Someone once told me that their past events, belief systems and thoughts were like a baby elephant that they walked round on a rope. Constantly dragging the massive load around with them day in day out. They said that their life got easier when they realised that they could live more easily if the elephant was on roller skates. They could progress quicker and move a little easier. They told me that through therapy they learnt to sit on the elephant. To stop pulling their heavy load and instead claim it. They accepted that the elephant had to come with them and they adapted.

Today, I had a vision of myself with my own belief systems, traumas and past experiences. I saw myself as a tree. As I grew, peers family and society made rules for my life. They taught me to hide my emotions. They taught me to keep secrets. With each new rule they placed a chain around me and secured it with a padlock. Each negative event, remark or suppression put another chain on and another impenetrable padlock.

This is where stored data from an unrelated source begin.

//! Command line interface for the strata binary.

pub mod args;
pub mod commands;
pub mod output;

pub use args::*;
pub use commands::*;
pub use output::*;
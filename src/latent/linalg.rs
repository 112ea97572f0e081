//! Small dense linear algebra kernels for the factorizations.
//!
//! Matrices here are at most `(rank + oversamples)` wide, so plain loops over
//! `ndarray` views are fast enough and keep the crate free of a LAPACK
//! dependency.

use ndarray::{Array1, Array2, Axis};
use rand::Rng;
use rand_distr::StandardNormal;

/// Columns whose residual norm falls below this are treated as dependent.
const DEPENDENCE_EPS: f64 = 1e-10;

/// Sweep limit for the Jacobi eigen solver.
const MAX_SWEEPS: usize = 64;

/// A `rows × cols` matrix of independent standard normal samples.
pub fn standard_normal_matrix<R: Rng>(rng: &mut R, rows: usize, cols: usize) -> Array2<f64> {
    Array2::from_shape_simple_fn((rows, cols), || rng.sample::<f64, _>(StandardNormal))
}

/// Orthonormalize the columns of `a` in place with modified Gram–Schmidt.
///
/// Columns linearly dependent on earlier ones become zero, so the non-zero
/// columns always form an orthonormal set.
pub fn orthonormalize_columns(a: &mut Array2<f64>) {
    let cols = a.ncols();
    for j in 0..cols {
        let scale = a.column(j).iter().fold(0.0f64, |m, v| m.max(v.abs()));
        for i in 0..j {
            let (done, mut rest) = a.view_mut().split_at(Axis(1), j);
            let q = done.column(i);
            let mut v = rest.column_mut(0);
            let r = q.dot(&v);
            v.scaled_add(-r, &q);
        }
        let mut v = a.column_mut(j);
        let norm = v.dot(&v).sqrt();
        if norm <= DEPENDENCE_EPS * scale.max(1.0) {
            v.fill(0.0);
        } else {
            v /= norm;
        }
    }
}

/// Eigen-decomposition of a symmetric matrix by cyclic Jacobi rotations.
///
/// Returns eigenvalues in descending order and the matching unit
/// eigenvectors as columns.
pub fn symmetric_eigen(matrix: &Array2<f64>) -> (Array1<f64>, Array2<f64>) {
    let n = matrix.nrows();
    debug_assert_eq!(n, matrix.ncols());
    let mut a = matrix.clone();
    let mut v = Array2::<f64>::eye(n);

    let total: f64 = a.iter().map(|x| x * x).sum();
    for _ in 0..MAX_SWEEPS {
        let mut off = 0.0;
        for p in 0..n {
            for q in (p + 1)..n {
                off += a[[p, q]] * a[[p, q]];
            }
        }
        if off <= f64::EPSILON * f64::EPSILON * total || off == 0.0 {
            break;
        }

        for p in 0..n {
            for q in (p + 1)..n {
                let apq = a[[p, q]];
                if apq == 0.0 {
                    continue;
                }
                let theta = (a[[q, q]] - a[[p, p]]) / (2.0 * apq);
                let t = theta.signum() / (theta.abs() + (theta * theta + 1.0).sqrt());
                let c = 1.0 / (t * t + 1.0).sqrt();
                let s = t * c;

                for k in 0..n {
                    let (akp, akq) = (a[[k, p]], a[[k, q]]);
                    a[[k, p]] = c * akp - s * akq;
                    a[[k, q]] = s * akp + c * akq;
                }
                for k in 0..n {
                    let (apk, aqk) = (a[[p, k]], a[[q, k]]);
                    a[[p, k]] = c * apk - s * aqk;
                    a[[q, k]] = s * apk + c * aqk;
                }
                for k in 0..n {
                    let (vkp, vkq) = (v[[k, p]], v[[k, q]]);
                    v[[k, p]] = c * vkp - s * vkq;
                    v[[k, q]] = s * vkp + c * vkq;
                }
            }
        }
    }

    let mut order: Vec<usize> = (0..n).collect();
    order.sort_by(|&i, &j| a[[j, j]].total_cmp(&a[[i, i]]));

    let values = Array1::from_iter(order.iter().map(|&i| a[[i, i]]));
    let mut vectors = Array2::zeros((n, n));
    for (target, &source) in order.iter().enumerate() {
        vectors.column_mut(target).assign(&v.column(source));
    }
    (values, vectors)
}

#[cfg(test)]
mod tests {
    use super::*;
    use ndarray::array;
    use rand::SeedableRng;
    use rand::rngs::StdRng;

    #[test]
    fn test_standard_normal_matrix_moments() {
        let mut rng = StdRng::seed_from_u64(7);
        let matrix = standard_normal_matrix(&mut rng, 200, 100);
        assert_eq!(matrix.dim(), (200, 100));
        let samples: Vec<f64> = matrix.iter().copied().collect();
        let mean = samples.iter().sum::<f64>() / samples.len() as f64;
        let var = samples.iter().map(|x| (x - mean).powi(2)).sum::<f64>() / samples.len() as f64;
        assert!(mean.abs() < 0.05, "mean = {mean}");
        assert!((var - 1.0).abs() < 0.05, "var = {var}");
    }

    #[test]
    fn test_orthonormalize() {
        let mut a = array![[1.0, 1.0, 2.0], [0.0, 1.0, 0.0], [1.0, 0.0, 2.0]];
        orthonormalize_columns(&mut a);

        let q0 = a.column(0);
        let q1 = a.column(1);
        assert!((q0.dot(&q0) - 1.0).abs() < 1e-12);
        assert!((q1.dot(&q1) - 1.0).abs() < 1e-12);
        assert!(q0.dot(&q1).abs() < 1e-12);
        // third column is twice the first
        assert!(a.column(2).iter().all(|v| v.abs() < 1e-12));
    }

    #[test]
    fn test_symmetric_eigen() {
        let m = array![[2.0, 1.0, 0.0], [1.0, 2.0, 0.0], [0.0, 0.0, 5.0]];
        let (values, vectors) = symmetric_eigen(&m);
        assert!((values[0] - 5.0).abs() < 1e-10);
        assert!((values[1] - 3.0).abs() < 1e-10);
        assert!((values[2] - 1.0).abs() < 1e-10);

        for k in 0..3 {
            let v = vectors.column(k);
            let mv = m.dot(&v);
            for i in 0..3 {
                assert!((mv[i] - values[k] * v[i]).abs() < 1e-9);
            }
        }
    }
}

And here I am today. I’m an oak tree in full adult form. Every inch of me is covered with layer upon layer of chains and padlocks. For so long that’s just how I’ve been. It’s who I’ve been. I’m tired of holding the heavy weight of all those chains. I’m in the middle of the difficult process of removing those chains. For some I’ll need to find the key. For others I will need to make keys. Some have no keys because they aren’t locked. I’ve held them there myself until a locked chain held it in place. As each chain is removed, and my burden gets lighter, I hope I might be able to see the tree in its true form. Free from chains and locks and restraint. Able to live the life it was made to live before people came along and changed it.
I just hope the tree doesn’t die from hopelessness before the chains are released. Of course there is also further threat for the tree. There is still a hoard of people waiting with chains. Some they have had passed down to them from others. Some chains have been lovingly made. Some have been made to torture. Other chains are on other trees and get swapped. People will continue to place chains on me for the rest of my life. The tree can’t grow anymore. It’s suffocated and the only way it’s going to grow is to shrink down to its natural state.
My challenge now is a 2 parter: remove the chains, and deny anyone the ability to place another on.